Dataset content START
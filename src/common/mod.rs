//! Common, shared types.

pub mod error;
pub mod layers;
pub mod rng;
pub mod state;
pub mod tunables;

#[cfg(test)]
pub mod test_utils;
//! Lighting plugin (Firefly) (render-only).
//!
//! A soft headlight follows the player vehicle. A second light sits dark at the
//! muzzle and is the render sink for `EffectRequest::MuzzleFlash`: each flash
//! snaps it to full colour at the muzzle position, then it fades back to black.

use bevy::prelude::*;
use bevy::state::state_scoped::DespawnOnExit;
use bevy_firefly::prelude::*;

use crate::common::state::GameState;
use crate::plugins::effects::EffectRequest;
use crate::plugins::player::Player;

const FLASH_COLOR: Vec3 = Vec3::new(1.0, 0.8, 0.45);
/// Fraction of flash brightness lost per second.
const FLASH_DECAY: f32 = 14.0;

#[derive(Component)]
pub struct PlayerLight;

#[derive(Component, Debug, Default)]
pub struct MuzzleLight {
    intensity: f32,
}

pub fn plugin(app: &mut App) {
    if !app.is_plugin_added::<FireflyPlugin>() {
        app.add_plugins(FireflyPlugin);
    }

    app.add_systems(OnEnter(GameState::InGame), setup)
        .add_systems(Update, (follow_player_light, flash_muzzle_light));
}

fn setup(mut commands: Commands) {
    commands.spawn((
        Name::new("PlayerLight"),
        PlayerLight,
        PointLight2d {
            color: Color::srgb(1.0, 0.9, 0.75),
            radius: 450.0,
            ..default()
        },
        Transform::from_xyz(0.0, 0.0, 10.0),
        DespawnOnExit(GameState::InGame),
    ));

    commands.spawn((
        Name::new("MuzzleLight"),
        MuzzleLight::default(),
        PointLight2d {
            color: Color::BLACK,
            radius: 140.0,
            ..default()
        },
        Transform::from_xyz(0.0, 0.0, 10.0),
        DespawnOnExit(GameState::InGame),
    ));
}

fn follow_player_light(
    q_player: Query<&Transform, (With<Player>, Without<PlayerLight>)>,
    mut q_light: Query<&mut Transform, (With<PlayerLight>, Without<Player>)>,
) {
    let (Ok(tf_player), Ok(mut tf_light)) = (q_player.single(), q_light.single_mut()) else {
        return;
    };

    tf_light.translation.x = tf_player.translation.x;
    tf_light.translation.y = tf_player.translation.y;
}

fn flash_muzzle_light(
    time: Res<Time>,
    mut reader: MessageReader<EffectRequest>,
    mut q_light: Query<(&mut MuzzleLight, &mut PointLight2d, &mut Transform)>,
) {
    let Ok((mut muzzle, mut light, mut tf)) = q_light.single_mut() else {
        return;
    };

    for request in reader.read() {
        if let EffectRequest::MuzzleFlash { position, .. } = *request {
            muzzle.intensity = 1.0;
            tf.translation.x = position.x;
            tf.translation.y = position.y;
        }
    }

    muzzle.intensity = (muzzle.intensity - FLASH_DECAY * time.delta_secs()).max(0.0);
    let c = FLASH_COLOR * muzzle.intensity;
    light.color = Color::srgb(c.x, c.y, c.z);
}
Dataset content END
Dataset content START
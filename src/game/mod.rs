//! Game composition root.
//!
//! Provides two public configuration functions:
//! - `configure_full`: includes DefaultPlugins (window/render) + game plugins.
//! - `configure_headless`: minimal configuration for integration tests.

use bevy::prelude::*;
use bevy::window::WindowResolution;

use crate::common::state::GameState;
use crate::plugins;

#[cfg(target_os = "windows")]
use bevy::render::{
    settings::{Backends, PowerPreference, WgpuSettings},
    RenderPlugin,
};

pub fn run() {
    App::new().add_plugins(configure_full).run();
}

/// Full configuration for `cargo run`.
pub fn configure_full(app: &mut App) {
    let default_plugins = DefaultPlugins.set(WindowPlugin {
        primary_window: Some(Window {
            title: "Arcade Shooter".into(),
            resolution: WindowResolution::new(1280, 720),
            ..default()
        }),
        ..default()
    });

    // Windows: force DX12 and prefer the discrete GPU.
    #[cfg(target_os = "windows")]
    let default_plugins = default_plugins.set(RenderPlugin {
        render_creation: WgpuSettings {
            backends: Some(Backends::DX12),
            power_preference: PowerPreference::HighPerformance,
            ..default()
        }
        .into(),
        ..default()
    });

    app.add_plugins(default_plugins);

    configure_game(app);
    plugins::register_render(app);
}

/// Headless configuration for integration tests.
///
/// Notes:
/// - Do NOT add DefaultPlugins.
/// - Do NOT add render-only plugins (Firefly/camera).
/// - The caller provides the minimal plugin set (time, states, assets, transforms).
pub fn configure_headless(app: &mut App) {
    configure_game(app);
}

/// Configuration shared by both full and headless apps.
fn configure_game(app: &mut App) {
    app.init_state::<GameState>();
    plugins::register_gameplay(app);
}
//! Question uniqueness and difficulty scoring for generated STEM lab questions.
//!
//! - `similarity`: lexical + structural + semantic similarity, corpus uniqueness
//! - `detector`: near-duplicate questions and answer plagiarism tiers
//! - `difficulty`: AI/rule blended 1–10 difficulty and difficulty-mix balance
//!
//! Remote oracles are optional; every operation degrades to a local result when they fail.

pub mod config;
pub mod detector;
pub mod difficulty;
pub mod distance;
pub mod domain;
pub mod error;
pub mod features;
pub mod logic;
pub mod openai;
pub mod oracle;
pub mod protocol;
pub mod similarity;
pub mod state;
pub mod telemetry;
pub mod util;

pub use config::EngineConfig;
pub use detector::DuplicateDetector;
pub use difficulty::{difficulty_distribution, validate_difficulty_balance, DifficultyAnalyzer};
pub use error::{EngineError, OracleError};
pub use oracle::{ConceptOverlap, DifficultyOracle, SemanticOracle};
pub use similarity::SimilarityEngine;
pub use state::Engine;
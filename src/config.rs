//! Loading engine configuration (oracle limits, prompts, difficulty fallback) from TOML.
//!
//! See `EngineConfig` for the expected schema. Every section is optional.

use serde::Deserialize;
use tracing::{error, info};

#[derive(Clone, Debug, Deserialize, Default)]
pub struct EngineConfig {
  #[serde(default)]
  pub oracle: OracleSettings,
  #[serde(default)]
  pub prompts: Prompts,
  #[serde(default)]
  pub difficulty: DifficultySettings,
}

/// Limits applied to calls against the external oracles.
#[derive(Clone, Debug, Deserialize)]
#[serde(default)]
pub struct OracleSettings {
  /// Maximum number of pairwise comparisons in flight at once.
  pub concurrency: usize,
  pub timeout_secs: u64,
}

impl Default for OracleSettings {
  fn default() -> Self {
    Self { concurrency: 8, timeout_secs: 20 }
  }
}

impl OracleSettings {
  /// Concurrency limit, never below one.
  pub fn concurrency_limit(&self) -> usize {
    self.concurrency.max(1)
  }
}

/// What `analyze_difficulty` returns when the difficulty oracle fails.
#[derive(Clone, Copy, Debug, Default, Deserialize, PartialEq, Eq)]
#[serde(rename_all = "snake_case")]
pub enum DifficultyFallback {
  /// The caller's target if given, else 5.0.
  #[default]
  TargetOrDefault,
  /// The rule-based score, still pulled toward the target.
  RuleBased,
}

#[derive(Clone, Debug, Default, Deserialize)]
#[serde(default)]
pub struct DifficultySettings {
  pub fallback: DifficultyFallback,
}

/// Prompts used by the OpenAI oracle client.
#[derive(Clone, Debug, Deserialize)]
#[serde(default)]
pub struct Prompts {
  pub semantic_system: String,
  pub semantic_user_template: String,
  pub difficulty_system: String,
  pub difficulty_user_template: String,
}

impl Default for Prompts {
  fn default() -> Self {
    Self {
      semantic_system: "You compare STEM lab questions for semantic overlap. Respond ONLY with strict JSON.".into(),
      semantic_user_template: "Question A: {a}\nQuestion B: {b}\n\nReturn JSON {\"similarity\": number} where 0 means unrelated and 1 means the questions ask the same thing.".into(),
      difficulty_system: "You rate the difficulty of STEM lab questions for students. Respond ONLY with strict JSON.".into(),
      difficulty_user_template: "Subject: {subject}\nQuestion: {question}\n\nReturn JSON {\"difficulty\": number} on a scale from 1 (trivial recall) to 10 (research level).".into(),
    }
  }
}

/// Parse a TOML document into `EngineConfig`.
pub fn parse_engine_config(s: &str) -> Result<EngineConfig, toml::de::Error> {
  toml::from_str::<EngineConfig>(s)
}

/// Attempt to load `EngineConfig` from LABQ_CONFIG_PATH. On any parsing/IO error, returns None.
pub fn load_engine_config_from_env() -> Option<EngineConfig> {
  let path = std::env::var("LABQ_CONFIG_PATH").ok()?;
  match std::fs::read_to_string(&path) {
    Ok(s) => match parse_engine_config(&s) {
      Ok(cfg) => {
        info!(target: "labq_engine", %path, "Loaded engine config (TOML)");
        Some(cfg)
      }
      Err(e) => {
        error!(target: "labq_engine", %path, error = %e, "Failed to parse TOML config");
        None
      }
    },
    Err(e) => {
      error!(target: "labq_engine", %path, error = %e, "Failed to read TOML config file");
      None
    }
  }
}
Dataset content END
Dataset content START
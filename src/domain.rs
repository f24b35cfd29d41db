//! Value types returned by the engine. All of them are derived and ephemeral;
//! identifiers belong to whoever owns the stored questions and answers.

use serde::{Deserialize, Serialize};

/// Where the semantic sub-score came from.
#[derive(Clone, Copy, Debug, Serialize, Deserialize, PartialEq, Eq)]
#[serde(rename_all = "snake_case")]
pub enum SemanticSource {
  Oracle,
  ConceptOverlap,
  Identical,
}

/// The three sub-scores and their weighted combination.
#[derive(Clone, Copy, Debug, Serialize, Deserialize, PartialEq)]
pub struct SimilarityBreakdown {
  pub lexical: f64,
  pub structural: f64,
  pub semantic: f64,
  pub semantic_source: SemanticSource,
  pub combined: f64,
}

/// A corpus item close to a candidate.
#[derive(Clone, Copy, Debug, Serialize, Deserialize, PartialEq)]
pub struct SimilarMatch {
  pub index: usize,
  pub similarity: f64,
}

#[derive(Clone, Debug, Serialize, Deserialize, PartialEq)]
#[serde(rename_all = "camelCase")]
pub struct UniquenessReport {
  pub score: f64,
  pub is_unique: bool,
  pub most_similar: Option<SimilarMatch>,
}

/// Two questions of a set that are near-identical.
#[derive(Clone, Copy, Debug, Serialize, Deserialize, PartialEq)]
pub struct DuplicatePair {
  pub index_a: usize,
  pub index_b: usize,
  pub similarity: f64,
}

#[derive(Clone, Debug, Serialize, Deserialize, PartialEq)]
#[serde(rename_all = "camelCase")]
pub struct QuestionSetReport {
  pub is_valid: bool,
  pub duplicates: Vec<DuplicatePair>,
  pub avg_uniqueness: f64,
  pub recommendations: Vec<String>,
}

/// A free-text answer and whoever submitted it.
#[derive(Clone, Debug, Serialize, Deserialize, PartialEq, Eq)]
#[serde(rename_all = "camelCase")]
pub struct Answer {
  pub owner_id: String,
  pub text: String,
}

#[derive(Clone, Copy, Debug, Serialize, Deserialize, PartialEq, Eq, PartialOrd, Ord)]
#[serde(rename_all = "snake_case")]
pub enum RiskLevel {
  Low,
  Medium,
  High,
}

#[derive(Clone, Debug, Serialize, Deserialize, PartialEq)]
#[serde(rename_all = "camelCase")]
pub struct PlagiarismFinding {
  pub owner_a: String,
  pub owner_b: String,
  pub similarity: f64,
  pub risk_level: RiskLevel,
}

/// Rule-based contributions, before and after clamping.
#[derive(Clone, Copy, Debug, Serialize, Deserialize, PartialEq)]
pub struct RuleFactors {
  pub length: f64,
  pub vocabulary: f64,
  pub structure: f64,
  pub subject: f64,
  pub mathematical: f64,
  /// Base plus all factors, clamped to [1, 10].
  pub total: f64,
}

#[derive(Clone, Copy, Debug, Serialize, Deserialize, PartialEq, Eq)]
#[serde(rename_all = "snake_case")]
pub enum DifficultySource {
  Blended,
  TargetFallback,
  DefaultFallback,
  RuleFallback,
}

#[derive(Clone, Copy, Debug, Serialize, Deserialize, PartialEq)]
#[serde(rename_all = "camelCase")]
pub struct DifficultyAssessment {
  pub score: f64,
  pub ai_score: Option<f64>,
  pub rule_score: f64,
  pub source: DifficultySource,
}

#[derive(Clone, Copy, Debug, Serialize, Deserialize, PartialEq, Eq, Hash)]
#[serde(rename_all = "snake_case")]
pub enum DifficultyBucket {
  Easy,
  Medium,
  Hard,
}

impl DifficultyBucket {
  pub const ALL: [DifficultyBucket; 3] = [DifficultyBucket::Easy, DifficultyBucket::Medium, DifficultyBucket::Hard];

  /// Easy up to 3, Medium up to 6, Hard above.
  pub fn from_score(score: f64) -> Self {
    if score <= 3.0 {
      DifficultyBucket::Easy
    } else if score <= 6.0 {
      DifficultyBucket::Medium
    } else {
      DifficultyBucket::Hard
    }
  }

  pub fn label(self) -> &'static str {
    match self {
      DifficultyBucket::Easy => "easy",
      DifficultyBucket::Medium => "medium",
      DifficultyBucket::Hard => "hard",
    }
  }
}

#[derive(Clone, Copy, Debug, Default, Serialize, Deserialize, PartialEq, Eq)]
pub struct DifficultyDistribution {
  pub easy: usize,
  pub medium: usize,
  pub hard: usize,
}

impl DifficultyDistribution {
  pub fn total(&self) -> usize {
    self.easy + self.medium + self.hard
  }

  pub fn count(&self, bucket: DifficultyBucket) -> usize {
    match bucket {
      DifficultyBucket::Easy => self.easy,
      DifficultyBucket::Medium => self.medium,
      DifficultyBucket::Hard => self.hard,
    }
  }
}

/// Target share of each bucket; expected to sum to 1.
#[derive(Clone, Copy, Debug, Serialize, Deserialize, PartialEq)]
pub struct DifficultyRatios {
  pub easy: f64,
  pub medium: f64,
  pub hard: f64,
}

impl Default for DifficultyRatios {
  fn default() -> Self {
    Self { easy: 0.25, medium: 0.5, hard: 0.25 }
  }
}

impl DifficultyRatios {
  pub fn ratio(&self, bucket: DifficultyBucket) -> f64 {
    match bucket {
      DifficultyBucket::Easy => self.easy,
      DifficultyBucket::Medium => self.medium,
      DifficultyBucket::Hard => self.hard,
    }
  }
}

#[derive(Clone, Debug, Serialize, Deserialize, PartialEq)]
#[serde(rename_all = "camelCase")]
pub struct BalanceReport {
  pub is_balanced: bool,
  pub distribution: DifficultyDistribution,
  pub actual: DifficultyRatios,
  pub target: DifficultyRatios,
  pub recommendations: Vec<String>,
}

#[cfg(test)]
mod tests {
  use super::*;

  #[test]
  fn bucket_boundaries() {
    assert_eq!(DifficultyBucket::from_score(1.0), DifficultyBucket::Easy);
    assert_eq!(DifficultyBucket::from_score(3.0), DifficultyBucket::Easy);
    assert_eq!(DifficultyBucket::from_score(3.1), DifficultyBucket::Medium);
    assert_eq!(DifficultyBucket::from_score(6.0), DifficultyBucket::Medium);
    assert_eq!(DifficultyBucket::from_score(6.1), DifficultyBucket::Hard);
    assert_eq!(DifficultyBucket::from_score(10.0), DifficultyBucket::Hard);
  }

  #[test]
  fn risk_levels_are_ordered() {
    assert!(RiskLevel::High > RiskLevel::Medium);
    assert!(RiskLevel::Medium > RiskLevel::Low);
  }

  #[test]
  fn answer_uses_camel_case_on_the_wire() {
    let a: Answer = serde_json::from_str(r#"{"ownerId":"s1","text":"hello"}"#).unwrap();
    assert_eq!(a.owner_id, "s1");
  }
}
Dataset content END
**Task directions**
Each line of the entries above that includes the string "integration" should be copied out.

**Answer box**
//! - `configure_headless`: minimal configuration for integration tests.
/// Headless configuration for integration tests.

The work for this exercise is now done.